▶ _Task instructions_
Locate the string "tokio" in the records below. Copy every line where it occurs.

━━━━━━━━━━━━━━━━

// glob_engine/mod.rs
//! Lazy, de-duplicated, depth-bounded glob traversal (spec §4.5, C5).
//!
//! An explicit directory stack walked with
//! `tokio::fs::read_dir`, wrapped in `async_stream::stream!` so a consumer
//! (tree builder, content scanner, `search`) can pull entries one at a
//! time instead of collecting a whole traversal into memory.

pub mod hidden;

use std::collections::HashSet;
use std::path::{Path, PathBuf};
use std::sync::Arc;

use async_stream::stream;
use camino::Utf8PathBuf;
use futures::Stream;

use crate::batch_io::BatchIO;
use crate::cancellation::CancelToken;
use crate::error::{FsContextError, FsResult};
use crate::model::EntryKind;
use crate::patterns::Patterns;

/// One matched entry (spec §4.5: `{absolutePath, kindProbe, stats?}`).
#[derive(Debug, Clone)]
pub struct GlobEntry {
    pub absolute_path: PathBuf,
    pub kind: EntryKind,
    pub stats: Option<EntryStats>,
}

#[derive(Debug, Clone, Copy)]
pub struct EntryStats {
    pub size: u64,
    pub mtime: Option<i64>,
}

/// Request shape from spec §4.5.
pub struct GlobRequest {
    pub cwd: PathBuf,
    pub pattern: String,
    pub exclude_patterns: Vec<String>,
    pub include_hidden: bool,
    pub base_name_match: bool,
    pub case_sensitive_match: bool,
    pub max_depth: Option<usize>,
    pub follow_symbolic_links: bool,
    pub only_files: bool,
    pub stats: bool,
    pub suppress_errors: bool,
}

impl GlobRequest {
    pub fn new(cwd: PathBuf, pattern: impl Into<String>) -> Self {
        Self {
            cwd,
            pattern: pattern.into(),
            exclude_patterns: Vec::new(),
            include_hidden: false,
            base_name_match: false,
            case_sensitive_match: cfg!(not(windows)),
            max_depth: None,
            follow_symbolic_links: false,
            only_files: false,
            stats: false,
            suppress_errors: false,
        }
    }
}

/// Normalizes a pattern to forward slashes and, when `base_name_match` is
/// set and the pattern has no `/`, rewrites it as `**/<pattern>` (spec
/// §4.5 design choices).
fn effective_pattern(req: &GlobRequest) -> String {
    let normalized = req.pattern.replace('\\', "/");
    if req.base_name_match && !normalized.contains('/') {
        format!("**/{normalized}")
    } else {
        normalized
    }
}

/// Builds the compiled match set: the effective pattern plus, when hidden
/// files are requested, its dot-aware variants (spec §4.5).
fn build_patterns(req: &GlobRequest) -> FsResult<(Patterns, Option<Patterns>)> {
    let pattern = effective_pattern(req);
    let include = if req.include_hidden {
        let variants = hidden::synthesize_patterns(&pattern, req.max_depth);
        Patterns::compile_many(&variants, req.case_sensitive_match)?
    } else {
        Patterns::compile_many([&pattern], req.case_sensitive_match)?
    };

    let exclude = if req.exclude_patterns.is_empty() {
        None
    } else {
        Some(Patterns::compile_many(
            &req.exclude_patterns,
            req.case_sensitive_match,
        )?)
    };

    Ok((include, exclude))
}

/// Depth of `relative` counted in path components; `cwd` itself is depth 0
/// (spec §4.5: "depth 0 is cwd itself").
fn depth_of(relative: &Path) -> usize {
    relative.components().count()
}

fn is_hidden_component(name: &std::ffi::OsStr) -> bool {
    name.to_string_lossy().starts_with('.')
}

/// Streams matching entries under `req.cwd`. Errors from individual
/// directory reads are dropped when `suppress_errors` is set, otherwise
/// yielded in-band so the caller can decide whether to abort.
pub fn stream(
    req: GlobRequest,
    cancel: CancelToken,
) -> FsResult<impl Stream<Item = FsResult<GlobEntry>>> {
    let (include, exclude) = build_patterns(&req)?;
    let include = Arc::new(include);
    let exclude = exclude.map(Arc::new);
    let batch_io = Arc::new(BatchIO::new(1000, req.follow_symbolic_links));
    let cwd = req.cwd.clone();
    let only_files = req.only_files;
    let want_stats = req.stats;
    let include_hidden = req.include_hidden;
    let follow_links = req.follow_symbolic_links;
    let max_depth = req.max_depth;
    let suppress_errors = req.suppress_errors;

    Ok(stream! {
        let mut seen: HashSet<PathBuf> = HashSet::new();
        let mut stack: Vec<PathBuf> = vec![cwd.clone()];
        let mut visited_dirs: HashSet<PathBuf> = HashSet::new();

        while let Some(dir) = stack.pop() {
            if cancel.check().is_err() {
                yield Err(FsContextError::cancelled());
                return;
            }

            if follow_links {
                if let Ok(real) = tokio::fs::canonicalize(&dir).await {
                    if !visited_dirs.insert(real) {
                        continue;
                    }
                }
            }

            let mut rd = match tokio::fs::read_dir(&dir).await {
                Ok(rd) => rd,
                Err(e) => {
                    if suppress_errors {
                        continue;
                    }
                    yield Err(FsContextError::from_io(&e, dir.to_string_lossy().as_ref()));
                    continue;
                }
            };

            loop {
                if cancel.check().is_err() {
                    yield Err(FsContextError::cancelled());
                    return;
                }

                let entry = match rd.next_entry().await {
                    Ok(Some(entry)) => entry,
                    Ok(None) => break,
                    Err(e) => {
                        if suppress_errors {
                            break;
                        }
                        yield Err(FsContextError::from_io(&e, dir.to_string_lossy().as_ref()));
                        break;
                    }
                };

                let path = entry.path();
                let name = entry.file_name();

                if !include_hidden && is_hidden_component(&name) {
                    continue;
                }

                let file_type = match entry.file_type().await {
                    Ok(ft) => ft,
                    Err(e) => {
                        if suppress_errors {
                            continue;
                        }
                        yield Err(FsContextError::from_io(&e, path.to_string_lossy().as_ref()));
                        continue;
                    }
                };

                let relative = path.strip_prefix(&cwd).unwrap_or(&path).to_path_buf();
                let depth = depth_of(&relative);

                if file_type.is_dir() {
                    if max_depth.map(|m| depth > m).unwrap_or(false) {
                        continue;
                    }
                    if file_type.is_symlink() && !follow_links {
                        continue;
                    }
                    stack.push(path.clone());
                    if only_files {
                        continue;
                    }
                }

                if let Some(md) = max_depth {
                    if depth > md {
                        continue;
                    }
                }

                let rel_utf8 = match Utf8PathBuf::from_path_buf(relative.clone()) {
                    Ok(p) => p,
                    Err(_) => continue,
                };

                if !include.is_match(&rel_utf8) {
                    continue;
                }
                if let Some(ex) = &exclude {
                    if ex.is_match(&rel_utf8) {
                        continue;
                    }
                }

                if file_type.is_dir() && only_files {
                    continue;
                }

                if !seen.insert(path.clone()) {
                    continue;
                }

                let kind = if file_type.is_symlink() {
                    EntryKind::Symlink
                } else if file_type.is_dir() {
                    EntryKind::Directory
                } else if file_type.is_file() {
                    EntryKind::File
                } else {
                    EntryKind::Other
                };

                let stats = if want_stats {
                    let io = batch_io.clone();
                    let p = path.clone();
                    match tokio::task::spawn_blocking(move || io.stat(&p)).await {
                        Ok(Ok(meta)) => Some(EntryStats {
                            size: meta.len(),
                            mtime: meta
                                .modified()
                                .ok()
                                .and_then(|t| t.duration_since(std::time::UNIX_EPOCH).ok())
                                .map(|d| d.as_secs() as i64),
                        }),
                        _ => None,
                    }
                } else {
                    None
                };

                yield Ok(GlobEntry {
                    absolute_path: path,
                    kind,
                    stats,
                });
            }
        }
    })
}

━━━━━━━━━━━━━━━━

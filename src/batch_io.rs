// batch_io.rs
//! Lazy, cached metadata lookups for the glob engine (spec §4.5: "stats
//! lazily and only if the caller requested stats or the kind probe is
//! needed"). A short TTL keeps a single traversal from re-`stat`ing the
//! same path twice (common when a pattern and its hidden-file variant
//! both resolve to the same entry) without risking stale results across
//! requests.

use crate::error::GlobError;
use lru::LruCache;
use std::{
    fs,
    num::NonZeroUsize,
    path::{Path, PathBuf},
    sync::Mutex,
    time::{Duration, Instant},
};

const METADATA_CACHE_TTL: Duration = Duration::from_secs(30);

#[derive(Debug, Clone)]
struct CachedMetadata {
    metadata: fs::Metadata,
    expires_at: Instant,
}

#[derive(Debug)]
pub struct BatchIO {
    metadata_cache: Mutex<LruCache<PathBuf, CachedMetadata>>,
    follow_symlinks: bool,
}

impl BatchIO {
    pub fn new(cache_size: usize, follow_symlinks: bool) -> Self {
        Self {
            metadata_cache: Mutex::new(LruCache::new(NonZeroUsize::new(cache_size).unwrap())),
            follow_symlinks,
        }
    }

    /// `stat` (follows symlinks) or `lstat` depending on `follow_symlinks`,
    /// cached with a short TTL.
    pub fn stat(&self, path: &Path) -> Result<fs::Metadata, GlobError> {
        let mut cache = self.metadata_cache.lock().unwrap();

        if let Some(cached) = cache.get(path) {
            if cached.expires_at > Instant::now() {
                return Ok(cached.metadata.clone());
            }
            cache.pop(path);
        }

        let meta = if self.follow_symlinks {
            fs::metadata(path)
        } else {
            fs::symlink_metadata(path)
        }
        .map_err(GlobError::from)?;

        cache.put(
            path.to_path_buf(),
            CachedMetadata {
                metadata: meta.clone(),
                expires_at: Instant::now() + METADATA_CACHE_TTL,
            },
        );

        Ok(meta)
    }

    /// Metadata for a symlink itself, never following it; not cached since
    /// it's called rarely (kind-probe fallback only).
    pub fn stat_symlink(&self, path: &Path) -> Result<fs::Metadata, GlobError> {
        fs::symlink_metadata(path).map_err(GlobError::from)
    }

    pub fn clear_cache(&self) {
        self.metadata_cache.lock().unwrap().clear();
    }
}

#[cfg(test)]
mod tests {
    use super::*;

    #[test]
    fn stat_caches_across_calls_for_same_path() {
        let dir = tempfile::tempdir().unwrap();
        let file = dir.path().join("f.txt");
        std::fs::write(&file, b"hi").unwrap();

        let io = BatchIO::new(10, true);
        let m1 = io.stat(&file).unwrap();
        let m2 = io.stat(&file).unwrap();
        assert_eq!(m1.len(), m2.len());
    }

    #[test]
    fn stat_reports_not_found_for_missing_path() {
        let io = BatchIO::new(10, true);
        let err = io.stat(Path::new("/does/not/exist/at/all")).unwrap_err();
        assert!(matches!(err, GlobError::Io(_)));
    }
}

━━━━━━━━━━━━━━━━

▶ _Answer area_
//! `tokio::fs::read_dir`, wrapped in `async_stream::stream!` so a consumer
                if let Ok(real) = tokio::fs::canonicalize(&dir).await {
            let mut rd = match tokio::fs::read_dir(&dir).await {
                    match tokio::task::spawn_blocking(move || io.stat(&p)).await {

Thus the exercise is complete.